THE PROBLEM | Where the records below have a line with "large", that line is to be copied.

(Stored data)
_ _ _

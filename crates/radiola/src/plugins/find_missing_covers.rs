//! Fill in missing cover art from Last.fm.

use std::path::{Path, PathBuf};
use std::time::Duration;

use async_trait::async_trait;
use serde_json::Value;
use thiserror::Error;
use tokio::sync::broadcast::error::RecvError;
use tokio::task::JoinHandle;
use tracing::{debug, error, info, warn};

use radiola_core::net;
use radiola_core::platform;
use radiola_core::protocol::Song;
use radiola_core::settings::SettingsHandle;

use crate::plugin::{Plugin, PluginContext, PluginError};
use crate::window::{Window, WindowEvent};

const LASTFM_ROOT: &str = "http://ws.audioscrobbler.com/2.0/";
const LASTFM_KEY: &str = "997f635176130d5d6fe3a7387de601a8";
const TIMEOUT: Duration = Duration::from_secs(30);
const BRACKETS: [char; 3] = ['(', '[', '{'];
/// Dashed forms come first so " - LP" is not cut down to a trailing " -".
const SUFFIXES_TO_STRIP: [&str; 12] = [
    " - EP", " EP", " - ep", " ep", " - Ep", " Ep", " - LP", " LP", " - lp", " lp", " - Lp", " Lp",
];

/// Error codes from the Last.fm JSON API.
#[derive(Debug, Clone, Copy, PartialEq, Eq)]
pub enum LastfmErrorCode {
    InvalidService = 2,
    InvalidMethod = 3,
    AuthFailed = 4,
    InvalidFormat = 5,
    InvalidParams = 6,
    InvalidResource = 7,
    OperationFailed = 8,
    InvalidSessionKey = 9,
    InvalidApiKey = 10,
    ServiceOffline = 11,
    InvalidMethodSignature = 13,
    TemporaryError = 16,
    SuspendedApiKey = 26,
    RateLimitExceeded = 29,
}

impl LastfmErrorCode {
    pub fn from_code(code: i64) -> Option<Self> {
        use LastfmErrorCode::*;
        Some(match code {
            2 => InvalidService,
            3 => InvalidMethod,
            4 => AuthFailed,
            5 => InvalidFormat,
            6 => InvalidParams,
            7 => InvalidResource,
            8 => OperationFailed,
            9 => InvalidSessionKey,
            10 => InvalidApiKey,
            11 => ServiceOffline,
            13 => InvalidMethodSignature,
            16 => TemporaryError,
            26 => SuspendedApiKey,
            29 => RateLimitExceeded,
            _ => return None,
        })
    }
}

#[derive(Debug, Error)]
pub enum LastfmError {
    #[error("Network error: {0}")]
    Net(String),
    #[error("Network error: Timeout")]
    Timeout,
}

impl From<reqwest::Error> for LastfmError {
    fn from(e: reqwest::Error) -> Self {
        if e.is_timeout() {
            LastfmError::Timeout
        } else if e.is_status() {
            LastfmError::Net(format!("HTTP error: {e}"))
        } else {
            LastfmError::Net(e.to_string())
        }
    }
}

/// Trim an artist or album name to what Last.fm can match.
pub fn clean_text(text: &str, album: bool) -> String {
    let mut text = text.to_string();
    for bracket in BRACKETS {
        if let Some(pos) = text.find(bracket) {
            text = text[..pos].trim().to_string();
        }
    }
    if album {
        for suffix in SUFFIXES_TO_STRIP {
            if let Some(stripped) = text.strip_suffix(suffix) {
                text = stripped.trim().to_string();
            }
        }
    }
    text
}

/// Largest usable image: sizes run small, medium, large, extralarge, mega,
/// then an unnamed one; the first two are too small to use.
pub fn pick_image(images: &[Value]) -> Option<String> {
    let mut preferred: Vec<&Value> = images.iter().skip(2).rev().collect();
    if !preferred.is_empty() {
        let unnamed = preferred.remove(0);
        preferred.push(unnamed);
    }
    preferred
        .into_iter()
        .filter_map(|image| image.get("#text").and_then(Value::as_str))
        .find(|url| !url.is_empty())
        .map(str::to_string)
}

/// Image URL from an `album.getinfo`/`artist.getinfo` response.
fn image_from_response(response: &Value, key: &str) -> Option<String> {
    if let Some(images) = response
        .get(key)
        .and_then(|v| v.get("image"))
        .and_then(Value::as_array)
    {
        if let Some(url) = pick_image(images) {
            return Some(url);
        }
    }
    if let Some(code) = response.get("error").and_then(Value::as_i64) {
        let message = response
            .get("message")
            .and_then(Value::as_str)
            .unwrap_or("No Message");
        match LastfmErrorCode::from_code(code) {
            Some(code) => debug!("{:?}: {}", code, message),
            None => debug!("Last.fm error {}: {}", code, message),
        }
    }
    None
}

#[derive(Clone)]
pub struct LastfmClient {
    client: reqwest::Client,
    root: String,
}

impl LastfmClient {
    pub fn new(proxy: Option<&str>) -> Result<Self, net::ProxyError> {
        Ok(Self {
            client: net::http_client(proxy, Some(TIMEOUT))?,
            root: LASTFM_ROOT.to_string(),
        })
    }

    #[cfg(test)]
    fn with_root(root: String) -> Self {
        Self {
            client: reqwest::Client::new(),
            root,
        }
    }

    async fn call(&self, params: &[(&str, &str)], key: &str) -> Result<Option<String>, LastfmError> {
        let mut query = vec![("api_key", LASTFM_KEY), ("format", "json")];
        query.extend_from_slice(params);
        let response = self
            .client
            .get(&self.root)
            .query(&query)
            .send()
            .await
            .and_then(reqwest::Response::error_for_status)
            .map_err(|e| {
                error!("Last.fm request failed: {}", e);
                LastfmError::from(e)
            })?;
        let body: Value = response.json().await?;
        Ok(image_from_response(&body, key))
    }

    /// Album art first, then a picture of the artist.
    pub async fn find_art(&self, song: &Song) -> Result<Option<String>, LastfmError> {
        let artist = clean_text(&song.artist, false);
        if artist.is_empty() {
            return Ok(None);
        }
        if !song.album.is_empty() {
            let album = clean_text(&song.album, true);
            let params = [("method", "album.getinfo"), ("artist", artist.as_str()), ("album", album.as_str())];
            if let Some(url) = self.call(&params, "album").await? {
                info!("got album image from Last.fm for {}", song.index);
                return Ok(Some(url));
            }
        }
        let params = [("method", "artist.getinfo"), ("artist", artist.as_str())];
        if let Some(url) = self.call(&params, "artist").await? {
            info!("got artist image from Last.fm for {}", song.index);
            return Ok(Some(url));
        }
        Ok(None)
    }

    /// Download `url` into `dir`; returns the file path.
    pub async fn download(&self, url: &str, dir: &Path, song: &Song) -> Result<PathBuf, LastfmError> {
        let bytes = self
            .client
            .get(url)
            .send()
            .await
            .and_then(reqwest::Response::error_for_status)?
            .bytes()
            .await?;
        let ext = url
            .rsplit('.')
            .next()
            .filter(|e| matches!(e.to_ascii_lowercase().as_str(), "jpg" | "jpeg" | "png" | "gif"))
            .unwrap_or("jpg");
        let path = dir.join(format!("{}.{}", song.track_token, ext));
        tokio::fs::create_dir_all(dir)
            .await
            .map_err(|e| LastfmError::Net(e.to_string()))?;
        tokio::fs::write(&path, &bytes)
            .await
            .map_err(|e| LastfmError::Net(e.to_string()))?;
        Ok(path)
    }
}

pub struct FindMissingCovers {
    window: Window,
    proxy: Option<String>,
    client: Option<LastfmClient>,
    task: Option<JoinHandle<()>>,
}

impl FindMissingCovers {
    pub fn create(ctx: &PluginContext) -> Box<dyn Plugin> {
        Box::new(Self {
            window: ctx.window.clone(),
            proxy: ctx.api_proxy.clone(),
            client: None,
            task: None,
        })
    }
}

async fn fetch_cover(client: LastfmClient, window: Window, song: Song) {
    let url = match client.find_art(&song).await {
        Ok(Some(url)) => url,
        Ok(None) => {
            info!(
                "No match for {} by {} for {} found with Last.fm.",
                song.title, song.artist, song.index
            );
            return;
        }
        Err(e) => {
            warn!("Last.fm lookup failed: {}", e);
            return;
        }
    };
    match client.download(&url, &platform::covers_dir(), &song).await {
        Ok(path) => {
            window
                .set_song_art(song.index, &format!("file://{}", path.display()))
                .await
        }
        Err(e) => warn!("Failed to download cover {}: {}", url, e),
    }
}

#[async_trait]
impl Plugin for FindMissingCovers {
    fn name(&self) -> &'static str {
        "find_missing_covers"
    }

    fn description(&self) -> &'static str {
        "Find missing covers with Last.fm"
    }

    async fn prepare(&mut self, _settings: &SettingsHandle) -> Result<(), PluginError> {
        let client = LastfmClient::new(self.proxy.as_deref())
            .map_err(|e| PluginError::Unavailable(e.to_string()))?;
        self.client = Some(client);
        Ok(())
    }

    async fn enable(&mut self, _settings: &SettingsHandle) -> anyhow::Result<()> {
        let Some(client) = self.client.clone() else {
            return Ok(());
        };
        let mut events = self.window.subscribe();
        let window = self.window.clone();
        self.task = Some(tokio::spawn(async move {
            loop {
                match events.recv().await {
                    Ok(WindowEvent::NoArtUrl(song)) => {
                        tokio::spawn(fetch_cover(client.clone(), window.clone(), song));
                    }
                    Ok(_) | Err(RecvError::Lagged(_)) => {}
                    Err(RecvError::Closed) => break,
                }
            }
        }));
        Ok(())
    }

    async fn disable(&mut self) -> anyhow::Result<()> {
        if let Some(task) = self.task.take() {
            task.abort();
        }
        Ok(())
    }
}

#[cfg(test)]
mod tests {
    use super::*;
    use axum::extract::Query;
    use axum::routing::get;
    use axum::{Json, Router};
    use serde_json::json;
    use std::collections::HashMap;

    fn images(urls: [&str; 6]) -> Vec<Value> {
        let sizes = ["small", "medium", "large", "extralarge", "mega", ""];
        sizes
            .iter()
            .zip(urls)
            .map(|(size, url)| json!({"#text": url, "size": size}))
            .collect()
    }

    #[test]
    fn cleans_brackets_and_record_suffixes() {
        assert_eq!(clean_text("Massive Attack (Remastered)", false), "Massive Attack");
        assert_eq!(clean_text("Mezzanine [Deluxe] {2019}", true), "Mezzanine");
        assert_eq!(clean_text("Windowlicker EP", true), "Windowlicker");
        assert_eq!(clean_text("Selected Works - LP", true), "Selected Works");
        assert_eq!(clean_text("Peel Session - ep", true), "Peel Session");
        assert_eq!(clean_text("Drukqs Lp", true), "Drukqs");
        assert_eq!(clean_text("Windowlicker EP", false), "Windowlicker EP");
    }

    #[test]
    fn prefers_mega_then_down_then_unnamed() {
        let all = images(["s", "m", "l", "xl", "mega", "plain"]);
        assert_eq!(pick_image(&all).as_deref(), Some("mega"));

        let no_mega = images(["s", "m", "l", "xl", "", "plain"]);
        assert_eq!(pick_image(&no_mega).as_deref(), Some("xl"));

        let only_unnamed = images(["s", "m", "", "", "", "plain"]);
        assert_eq!(pick_image(&only_unnamed).as_deref(), Some("plain"));

        let only_small = images(["s", "m", "", "", "", ""]);
        assert_eq!(pick_image(&only_small), None);
        assert_eq!(pick_image(&[]), None);
    }

    #[test]
    fn error_codes_map_to_enum() {
        assert_eq!(LastfmErrorCode::from_code(6), Some(LastfmErrorCode::InvalidParams));
        assert_eq!(LastfmErrorCode::from_code(29), Some(LastfmErrorCode::RateLimitExceeded));
        assert_eq!(LastfmErrorCode::from_code(1), None);
        let body = json!({"error": 6, "message": "Album not found"});
        assert_eq!(image_from_response(&body, "album"), None);
    }

    async fn fake_lastfm(Query(q): Query<HashMap<String, String>>) -> Json<Value> {
        assert_eq!(q.get("api_key").map(String::as_str), Some(LASTFM_KEY));
        match q.get("method").map(String::as_str) {
            Some("album.getinfo") => Json(json!({"error": 6, "message": "Album not found"})),
            Some("artist.getinfo") => {
                assert_eq!(q.get("artist").map(String::as_str), Some("Boards of Canada"));
                Json(json!({"artist": {"image": images(["s", "m", "l", "xl", "", ""])}}))
            }
            _ => Json(json!({"error": 3})),
        }
    }

    #[tokio::test]
    async fn falls_back_to_artist_image() {
        let listener = tokio::net::TcpListener::bind("127.0.0.1:0").await.unwrap();
        let addr = listener.local_addr().unwrap();
        tokio::spawn(async move {
            axum::serve(listener, Router::new().route("/2.0/", get(fake_lastfm)))
                .await
                .unwrap();
        });

        let client = LastfmClient::with_root(format!("http://{addr}/2.0/"));
        let song = Song {
            artist: "Boards of Canada (live)".into(),
            album: "Geogaddi".into(),
            ..Default::default()
        };
        assert_eq!(client.find_art(&song).await.unwrap().as_deref(), Some("xl"));
    }

    #[tokio::test]
    async fn unreachable_service_is_a_net_error() {
        let client = LastfmClient::with_root("http://127.0.0.1:9/2.0/".into());
        let song = Song {
            artist: "Air".into(),
            ..Default::default()
        };
        assert!(matches!(client.find_art(&song).await, Err(LastfmError::Net(_))));
    }
}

_ _ _

EXERCISE OUTPUT |
/// Largest usable image: sizes run small, medium, large, extralarge, mega,
        let sizes = ["small", "medium", "large", "extralarge", "mega", ""];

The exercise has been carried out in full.